Task details:
Could you copy every line of the data that contains "back"?

Stored data:
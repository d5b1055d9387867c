//! PE writer module.
//!
//! Takes a parsed [`PeFile`] and writes modifications back to bytes.  It
//! supports serialising the headers, appending a section at end-of-file and
//! changing the entry point.

use log::debug;
use thiserror::Error;

use super::parser::{
    PeError, PeFile, SectionHeader, COFF_HEADER_SIZE, OPT_CHECKSUM, OPT_ENTRY_POINT,
    OPT_FILE_ALIGNMENT, OPT_IMAGE_BASE, OPT_NUMBER_OF_RVA_AND_SIZES, OPT_SECTION_ALIGNMENT,
    OPT_SIZE_OF_HEADERS, OPT_SIZE_OF_IMAGE, SECTION_HEADER_SIZE,
};

// ---------------------------------------------------------------------------
// Section characteristic constants
// ---------------------------------------------------------------------------

/// IMAGE_SCN_MEM_READ
pub const IMAGE_SCN_MEM_READ: u32 = 0x4000_0000;
/// IMAGE_SCN_MEM_WRITE
pub const IMAGE_SCN_MEM_WRITE: u32 = 0x8000_0000;
/// IMAGE_SCN_MEM_EXECUTE
pub const IMAGE_SCN_MEM_EXECUTE: u32 = 0x2000_0000;
/// IMAGE_SCN_CNT_CODE
pub const IMAGE_SCN_CNT_CODE: u32 = 0x0000_0020;

// ---------------------------------------------------------------------------
// Alignment helpers
// ---------------------------------------------------------------------------

/// Alignment and address-range failures.
#[derive(Debug, Clone, Copy, PartialEq, Eq, Error)]
pub enum AlignError {
    #[error("alignment 0x{0:X} is not a positive power of two")]
    NotPowerOfTwo(u32),
    #[error("computed offset overflows the 32-bit address range")]
    Overflow,
}

/// Round `value` up to the nearest multiple of `alignment`.
///
/// Values that are already multiples come back unchanged.
pub fn align_up(value: u32, alignment: u32) -> Result<u32, AlignError> {
    if !alignment.is_power_of_two() {
        return Err(AlignError::NotPowerOfTwo(alignment));
    }
    let mask = alignment - 1;
    value
        .checked_add(mask)
        .map(|v| v & !mask)
        .ok_or(AlignError::Overflow)
}

// ---------------------------------------------------------------------------
// Little-endian write helpers
// ---------------------------------------------------------------------------

fn put_u16(buf: &mut [u8], offset: usize, value: u16) -> Result<(), PeError> {
    buf.get_mut(offset..offset + 2)
        .ok_or(PeError::TruncatedFile)?
        .copy_from_slice(&value.to_le_bytes());
    Ok(())
}

fn put_u32(buf: &mut [u8], offset: usize, value: u32) -> Result<(), PeError> {
    buf.get_mut(offset..offset + 4)
        .ok_or(PeError::TruncatedFile)?
        .copy_from_slice(&value.to_le_bytes());
    Ok(())
}

fn put_u64(buf: &mut [u8], offset: usize, value: u64) -> Result<(), PeError> {
    buf.get_mut(offset..offset + 8)
        .ok_or(PeError::TruncatedFile)?
        .copy_from_slice(&value.to_le_bytes());
    Ok(())
}

// ---------------------------------------------------------------------------
// Public API
// ---------------------------------------------------------------------------

/// Serialize a [`PeFile`] back to a byte vector.
///
/// Starts from `pe.data` (DOS stub, rich header, section payloads and any
/// overlay are preserved) and rewrites the tracked COFF and optional header
/// fields plus the section table at their original offsets.
pub fn write_pe(pe: &PeFile) -> Result<Vec<u8>, PeError> {
    if pe.coff_header.number_of_sections as usize != pe.sections.len() {
        return Err(PeError::SectionCountMismatch {
            declared: pe.coff_header.number_of_sections,
            actual: pe.sections.len(),
        });
    }

    let mut buf = pe.data.clone();

    // --- COFF header -------------------------------------------------------
    let coff_offset = pe.pe_offset + 4;
    put_u16(&mut buf, coff_offset, pe.coff_header.machine)?;
    put_u16(&mut buf, coff_offset + 2, pe.coff_header.number_of_sections)?;
    put_u16(&mut buf, coff_offset + 16, pe.coff_header.size_of_optional_header)?;
    put_u16(&mut buf, coff_offset + 18, pe.coff_header.characteristics)?;

    // --- Optional header ---------------------------------------------------
    let opt = &pe.optional_header;
    let opt_offset = coff_offset + COFF_HEADER_SIZE;
    put_u16(&mut buf, opt_offset, opt.magic)?;
    put_u32(&mut buf, opt_offset + OPT_ENTRY_POINT, opt.entry_point)?;
    put_u64(&mut buf, opt_offset + OPT_IMAGE_BASE, opt.image_base)?;
    put_u32(&mut buf, opt_offset + OPT_SECTION_ALIGNMENT, opt.section_alignment)?;
    put_u32(&mut buf, opt_offset + OPT_FILE_ALIGNMENT, opt.file_alignment)?;
    put_u32(&mut buf, opt_offset + OPT_SIZE_OF_IMAGE, opt.size_of_image)?;
    put_u32(&mut buf, opt_offset + OPT_SIZE_OF_HEADERS, opt.size_of_headers)?;
    put_u32(&mut buf, opt_offset + OPT_CHECKSUM, opt.checksum)?;
    put_u32(
        &mut buf,
        opt_offset + OPT_NUMBER_OF_RVA_AND_SIZES,
        opt.number_of_rva_and_sizes,
    )?;

    // --- Section headers ---------------------------------------------------
    let section_table_offset = pe.section_table_offset();
    for (i, section) in pe.sections.iter().enumerate() {
        let base = section_table_offset + i * SECTION_HEADER_SIZE;
        buf.get_mut(base..base + 8)
            .ok_or(PeError::TruncatedFile)?
            .copy_from_slice(&section.name);
        put_u32(&mut buf, base + 8, section.virtual_size)?;
        put_u32(&mut buf, base + 12, section.virtual_address)?;
        put_u32(&mut buf, base + 16, section.size_of_raw_data)?;
        put_u32(&mut buf, base + 20, section.pointer_to_raw_data)?;
        // Bytes 24..36 (relocation and line-number pointers/counts) keep
        // whatever the original file had there.
        put_u32(&mut buf, base + 36, section.characteristics)?;
    }

    Ok(buf)
}

/// Append `section` and its raw `data` at the current end of file.
///
/// `section.pointer_to_raw_data` must already equal `pe.end_of_file()`.  The
/// data is zero-padded up to `size_of_raw_data`, so the file grows by the
/// full aligned raw size rather than `data.len()` and ends exactly on the
/// declared raw extent.  The section table slot is zeroed so that fields this
/// model does not track start out clean.
///
/// Nothing is modified when an error is returned.
pub fn append_section(
    pe: &mut PeFile,
    section: SectionHeader,
    data: &[u8],
) -> Result<(), PeError> {
    if pe.sections.len() >= pe.section_table_capacity() {
        let table_end = pe.section_table_offset() + (pe.sections.len() + 1) * SECTION_HEADER_SIZE;
        return Err(PeError::NoSectionTableRoom {
            table_end,
            limit: pe.optional_header.size_of_headers as usize,
        });
    }
    if section.pointer_to_raw_data as usize != pe.end_of_file() {
        return Err(PeError::RawOffsetNotAtEnd {
            expected: pe.end_of_file(),
            actual: section.pointer_to_raw_data as usize,
        });
    }
    let section_count = pe
        .coff_header
        .number_of_sections
        .checked_add(1)
        .ok_or(PeError::TooManySections)?;

    let slot = pe.section_table_offset() + pe.sections.len() * SECTION_HEADER_SIZE;
    pe.data[slot..slot + SECTION_HEADER_SIZE].fill(0);

    pe.data.extend_from_slice(data);
    let raw_end = section.pointer_to_raw_data as usize + section.size_of_raw_data as usize;
    if pe.data.len() < raw_end {
        pe.data.resize(raw_end, 0);
    }

    pe.sections.push(section);
    pe.coff_header.number_of_sections = section_count;

    debug!(
        "appended section {} at raw 0x{:X} (0x{:X} bytes), rva 0x{:08X}",
        section.name_str(),
        section.pointer_to_raw_data,
        section.size_of_raw_data,
        section.virtual_address
    );
    Ok(())
}

/// Change the entry point RVA of the PE.
pub fn set_entry_point(pe: &mut PeFile, rva: u32) {
    pe.optional_header.entry_point = rva;
}

// ---------------------------------------------------------------------------
// Unit tests
// ---------------------------------------------------------------------------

Final answer:
//! Takes a parsed [`PeFile`] and writes modifications back to bytes.  It
/// Values that are already multiples come back unchanged.
/// Serialize a [`PeFile`] back to a byte vector.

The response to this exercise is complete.